Children will also be detained to a much wider degree than is currently the case. Adolescent children in families may be detained for the same length of time as adults (maximum 40 weeks and 10 days if they go through a screening and an asylum and return border procedure in times of crisis), while international consensus is clear: no child should be detained. The Pact also goes far beyond what is currently allowed by EU legislation (Returns Directive) and jurisprudence, which limit the detention of children for immigration purposes to specific situations (last resort, adapted facilities and for the shortest amount of time possible).

Importantly, the proposals do not ensure that children would only be returned when a return is in their best interests. As with adults, the Pact proposals offer just two possibilities: asylum or return. While return should (in theory) only happen when there is no risk of refoulement, the impact on a child’s rights and wellbeing are not assessed before a return decision is issued or implemented.

Lastly, while the Eurodac proposal includes important safeguards protecting children, important dangers to child rights and children’s wellbeing remain. The safeguards require that:

  • personnel that registers the biometric data of children be trained for that purpose;
  • child-friendly information be provided to children;
  • children’s personal data can be accessed, rectified and erased by the child and/or their legal guardian;
  • children are accompanied throughout the registration process by an adult family member or guardian or by an independent official trained in safeguarding children’s best interests and their general wellbeing.

However, all children older than six would be fingerprinted and photographed, including for the purpose of (forced) returns. Children may be coerced into complying, although the level of coercion must “respect the dignity and physical integrity of the child” and not include force. These provisions contradict UN guidance that arguments based on migration control cannot override the best interests of the child and the FRA position that children should not be fingerprinted for return purposes. In addition, the proposals do not include anything on what happens when a child’s age is unclear or contested even though their age will determine whether they are fingerprinted, and whether the above-mentioned safeguards are put in place.
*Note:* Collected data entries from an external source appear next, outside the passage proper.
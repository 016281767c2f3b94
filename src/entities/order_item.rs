use rust_decimal::Decimal;
use sea_orm::entity::prelude::*;
use serde::{Deserialize, Serialize};
use uuid::Uuid;

/// A priced line of an order. `unit_price` and `flower_name` are snapshots
/// taken at checkout, so later catalog edits do not rewrite history.
#[derive(Clone, Debug, PartialEq, Eq, DeriveEntityModel, Serialize, Deserialize)]
#[sea_orm(table_name = "order_items")]
pub struct Model {
    #[sea_orm(primary_key, auto_increment = false)]
    pub id: Uuid,
    pub order_id: Uuid,
    pub flower_id: i32,
    pub flower_name: String,
    pub quantity: i32,
    #[sea_orm(column_type = "Decimal(Some((10, 2)))")]
    pub unit_price: Decimal,
}

impl Model {
    pub fn line_total(&self) -> Decimal {
        self.unit_price * Decimal::from(self.quantity)
    }
}

#[derive(Copy, Clone, Debug, EnumIter, DeriveRelation)]
pub enum Relation {
    #[sea_orm(
        belongs_to = "super::order::Entity",
        from = "Column::OrderId",
        to = "super::order::Column::Id",
        on_delete = "Cascade"
    )]
    Order,
    #[sea_orm(
        belongs_to = "super::flower::Entity",
        from = "Column::FlowerId",
        to = "super::flower::Column::Id"
    )]
    Flower,
}

impl Related<super::order::Entity> for Entity {
    fn to() -> RelationDef {
        Relation::Order.def()
    }
}

impl Related<super::flower::Entity> for Entity {
    fn to() -> RelationDef {
        Relation::Flower.def()
    }
}

impl ActiveModelBehavior for ActiveModel {}
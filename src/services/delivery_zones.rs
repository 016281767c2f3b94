use std::collections::HashSet;

use crate::config::DeliveryConfig;

/// Pincodes the shop delivers to.
#[derive(Debug, Clone)]
pub struct DeliveryZones {
    allowed: HashSet<String>,
}

impl DeliveryZones {
    pub fn new<I, S>(pincodes: I) -> Self
    where
        I: IntoIterator<Item = S>,
        S: AsRef<str>,
    {
        Self {
            allowed: pincodes
                .into_iter()
                .map(|p| p.as_ref().trim().to_string())
                .filter(|p| !p.is_empty())
                .collect(),
        }
    }

    pub fn is_deliverable(&self, pincode: &str) -> bool {
        self.allowed.contains(pincode.trim())
    }

    pub fn len(&self) -> usize {
        self.allowed.len()
    }

    pub fn is_empty(&self) -> bool {
        self.allowed.is_empty()
    }
}

impl From<&DeliveryConfig> for DeliveryZones {
    fn from(cfg: &DeliveryConfig) -> Self {
        Self::new(&cfg.allowed_pincodes)
    }
}

#[cfg(test)]
mod tests {
    use super::*;

    #[test]
    fn default_zone_covers_cherthala() {
        let zones = DeliveryZones::from(&DeliveryConfig::default());
        assert_eq!(zones.len(), 20);
        assert!(zones.is_deliverable("688524"));
        assert!(zones.is_deliverable(" 688582 "));
        assert!(!zones.is_deliverable("682001"));
        assert!(!zones.is_deliverable(""));
    }
}
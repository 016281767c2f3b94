// Catalog and shoppers
pub mod carts;
pub mod catalog;
pub mod customers;
pub mod delivery_zones;

// Order core
pub mod checkout;
pub mod order_status;
pub mod orders;
pub mod payment_reconciliation;
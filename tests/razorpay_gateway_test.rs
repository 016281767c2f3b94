//! HTTP contract of the Razorpay adapter against a local mock server.

use assert_matches::assert_matches;
use bloomhaven_api::{
    config::PaymentGatewayConfig,
    payments::{GatewayError, PaymentGateway, RazorpayGateway},
};
use serde_json::json;
use wiremock::{
    matchers::{basic_auth, body_json, method, path},
    Mock, MockServer, ResponseTemplate,
};

fn gateway(server: &MockServer) -> RazorpayGateway {
    let config = PaymentGatewayConfig {
        base_url: server.uri(),
        key_id: "rzp_test_abc".to_string(),
        key_secret: "shh".to_string(),
        ..PaymentGatewayConfig::default()
    };
    RazorpayGateway::new(config).unwrap()
}

#[tokio::test]
async fn create_intent_posts_order_with_credentials() {
    let server = MockServer::start().await;
    Mock::given(method("POST"))
        .and(path("/v1/orders"))
        .and(basic_auth("rzp_test_abc", "shh"))
        .and(body_json(json!({
            "amount": 3550,
            "currency": "INR",
            "receipt": "receipt-1",
            "payment_capture": 1
        })))
        .respond_with(ResponseTemplate::new(200).set_body_json(json!({
            "id": "order_Ns1",
            "entity": "order",
            "amount": 3550,
            "currency": "INR",
            "status": "created"
        })))
        .expect(1)
        .mount(&server)
        .await;

    let intent = gateway(&server)
        .create_intent(3550, "INR", "receipt-1")
        .await
        .unwrap();

    assert_eq!(intent.intent_id, "order_Ns1");
    assert_eq!(intent.amount_minor, 3550);
    assert_eq!(intent.currency, "INR");
}

#[tokio::test]
async fn refund_targets_the_captured_payment() {
    let server = MockServer::start().await;
    Mock::given(method("POST"))
        .and(path("/v1/payments/pay_42/refund"))
        .and(body_json(json!({"amount": 1200})))
        .respond_with(ResponseTemplate::new(200).set_body_json(json!({
            "id": "rfnd_9",
            "payment_id": "pay_42",
            "amount": 1200
        })))
        .expect(1)
        .mount(&server)
        .await;

    let refund = gateway(&server).refund("pay_42", 1200).await.unwrap();
    assert_eq!(refund.refund_id, "rfnd_9");
}

#[tokio::test]
async fn non_success_status_is_a_rejection() {
    let server = MockServer::start().await;
    Mock::given(method("POST"))
        .and(path("/v1/orders"))
        .respond_with(ResponseTemplate::new(401).set_body_string("Authentication failed"))
        .mount(&server)
        .await;

    let err = gateway(&server)
        .create_intent(100, "INR", "r")
        .await
        .unwrap_err();
    assert_matches!(err, GatewayError::Rejected { status: 401, ref body } if body == "Authentication failed");
}

#[tokio::test]
async fn malformed_success_body_is_reported() {
    let server = MockServer::start().await;
    Mock::given(method("POST"))
        .and(path("/v1/payments/pay_1/refund"))
        .respond_with(ResponseTemplate::new(200).set_body_string("not json"))
        .mount(&server)
        .await;

    let err = gateway(&server).refund("pay_1", 100).await.unwrap_err();
    assert_matches!(err, GatewayError::InvalidResponse(_));
}
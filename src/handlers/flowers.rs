use axum::{
    extract::{Path, Query, State},
    response::IntoResponse,
    Json,
};
use serde::Serialize;

use super::common::{created_response, success_response, validate_input};
use crate::{
    errors::ServiceError,
    services::catalog::{FlowerFilter, NewCategory, NewFlower},
    AppState,
};

#[derive(Debug, Serialize)]
pub struct DeliveryCheck {
    pub pincode: String,
    pub deliverable: bool,
}

pub async fn list_flowers(
    State(state): State<AppState>,
    Query(filter): Query<FlowerFilter>,
) -> Result<impl IntoResponse, ServiceError> {
    let flowers = state.services.catalog.list_flowers(filter).await?;
    Ok(success_response(flowers))
}

pub async fn get_flower(
    State(state): State<AppState>,
    Path(id): Path<i32>,
) -> Result<impl IntoResponse, ServiceError> {
    let flower = state.services.catalog.flower_detail(id).await?;
    Ok(success_response(flower))
}

pub async fn create_flower(
    State(state): State<AppState>,
    Json(payload): Json<NewFlower>,
) -> Result<impl IntoResponse, ServiceError> {
    validate_input(&payload)?;
    let flower = state.services.catalog.create_flower(payload).await?;
    Ok(created_response(flower))
}

pub async fn list_categories(
    State(state): State<AppState>,
) -> Result<impl IntoResponse, ServiceError> {
    let categories = state.services.catalog.list_categories().await?;
    Ok(success_response(categories))
}

pub async fn create_category(
    State(state): State<AppState>,
    Json(payload): Json<NewCategory>,
) -> Result<impl IntoResponse, ServiceError> {
    validate_input(&payload)?;
    let category = state.services.catalog.create_category(payload).await?;
    Ok(created_response(category))
}

pub async fn check_delivery_zone(
    State(state): State<AppState>,
    Path(pincode): Path<String>,
) -> impl IntoResponse {
    let deliverable = state.services.zones.is_deliverable(&pincode);
    success_response(DeliveryCheck {
        pincode: pincode.trim().to_string(),
        deliverable,
    })
}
It is clear that the Pact does not adequately protect undocumented and migrant children from harm, and more and better safeguards need to be integrated throughout the proposals and mechanisms they put in place.

For more detailed information, see our Recommendations on Safeguarding Children’s Rights in the Migration And Asylum Pact Proposals.

10. What about labour migration and social inclusion?

While the Pact includes some promising elements towards inclusion, the significance of labour migration for European economies and societies is not reflected in the Pact, whether we look at the political messaging, resources, proposals, actions, or even word count. On balance, the plans in the area of labour migration are timid and over-shadowed by the focus on returns.

Since the Pact’s publication, the European Commission has been working to fulfil commitments set out. It has held consultations on the next steps on regular migration. A Skills and Talent package, including a revision of the Long-term Residents Directive and a review of the Single Permit Directive, and setting out options for developing an EU Talent Pool is expected in late 2021. Negotiations between the European Council and European Parliament on the Blue Card Directive have also concluded.

The EU needs to take real action to increase decent labour migration pathways across sectors and skill levels, including in those sectors currently characterised by low wages, where many migrant workers are carrying out essential work and unable to access permits. It needs to tackle labour exploitation.

Until now, the legislative proposals that accompanied the Pact are rather counterproductive to these objectives, increasing precarity of migrant workers as described above. But it remains to be seen if the forthcoming actions – in particular the review of the Single Permit Directive – will be ambitious in achieving the EU’s potential to address these challenges and promote decent work for labour migrants in the European Union.